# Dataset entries
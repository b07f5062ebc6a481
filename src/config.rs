//! Configuration for typestore
//!
//! Centralized configuration with sensible defaults.

use std::path::{Path, PathBuf};

use crate::page::PAGE_SIZE;

/// Main configuration for a typestore instance
#[derive(Debug, Clone)]
pub struct Config {
    // -------------------------------------------------------------------------
    // Storage Configuration
    // -------------------------------------------------------------------------
    /// Root directory for all data files
    /// Internal structure:
    ///   {data_dir}/
    ///     ├── types/<type>.csv (one paged file per declared type)
    ///     └── log.csv          (audit log, unless overridden)
    pub data_dir: PathBuf,

    /// Maximum number of records per page
    pub page_size: usize,

    /// fsync type files before they replace the previous version
    pub sync_writes: bool,

    // -------------------------------------------------------------------------
    // Audit Configuration
    // -------------------------------------------------------------------------
    /// Audit log location; `None` means `{data_dir}/log.csv`
    pub audit_log: Option<PathBuf>,

    // -------------------------------------------------------------------------
    // Output Configuration
    // -------------------------------------------------------------------------
    /// What a script writes when a search finds nothing
    pub search_miss: SearchMissPolicy,
}

/// Output policy for a failed `search record`
#[derive(Debug, Clone, PartialEq, Eq)]
pub enum SearchMissPolicy {
    /// Write this line in place of the record
    Placeholder(String),

    /// Write nothing
    Silent,
}

impl Default for SearchMissPolicy {
    fn default() -> Self {
        SearchMissPolicy::Placeholder("Record not found".to_string())
    }
}

impl Default for Config {
    fn default() -> Self {
        Self {
            data_dir: PathBuf::from("./typestore_data"),
            page_size: PAGE_SIZE,
            sync_writes: true,
            audit_log: None,
            search_miss: SearchMissPolicy::default(),
        }
    }
}

impl Config {
    const AUDIT_LOG_FILENAME: &'static str = "log.csv";

    /// Create a new config builder
    pub fn builder() -> ConfigBuilder {
        ConfigBuilder::default()
    }

    /// Resolved audit log path
    pub fn audit_log_path(&self) -> PathBuf {
        match &self.audit_log {
            Some(path) => path.clone(),
            None => self.data_dir.join(Self::AUDIT_LOG_FILENAME),
        }
    }

    /// Data directory
    pub fn data_dir(&self) -> &Path {
        &self.data_dir
    }
}

/// Builder for Config
#[derive(Default)]
pub struct ConfigBuilder {
    config: Config,
}

impl ConfigBuilder {
    /// Set the data directory (root for all type files)
    pub fn data_dir(mut self, path: impl Into<PathBuf>) -> Self {
        self.config.data_dir = path.into();
        self
    }

    /// Set the number of records per page
    pub fn page_size(mut self, size: usize) -> Self {
        self.config.page_size = size;
        self
    }

    /// Enable or disable fsync on type file rewrites
    pub fn sync_writes(mut self, sync: bool) -> Self {
        self.config.sync_writes = sync;
        self
    }

    /// Set an explicit audit log path
    pub fn audit_log(mut self, path: impl Into<PathBuf>) -> Self {
        self.config.audit_log = Some(path.into());
        self
    }

    /// Set the failed-search output policy
    pub fn search_miss(mut self, policy: SearchMissPolicy) -> Self {
        self.config.search_miss = policy;
        self
    }

    pub fn build(self) -> Config {
        self.config
    }
}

# ASSIGNMENT
Return every line above in which the string "None" occurs.

# REPLY
    /// Audit log location; `None` means `{data_dir}/log.csv`
            audit_log: None,
            None => self.data_dir.join(Self::AUDIT_LOG_FILENAME),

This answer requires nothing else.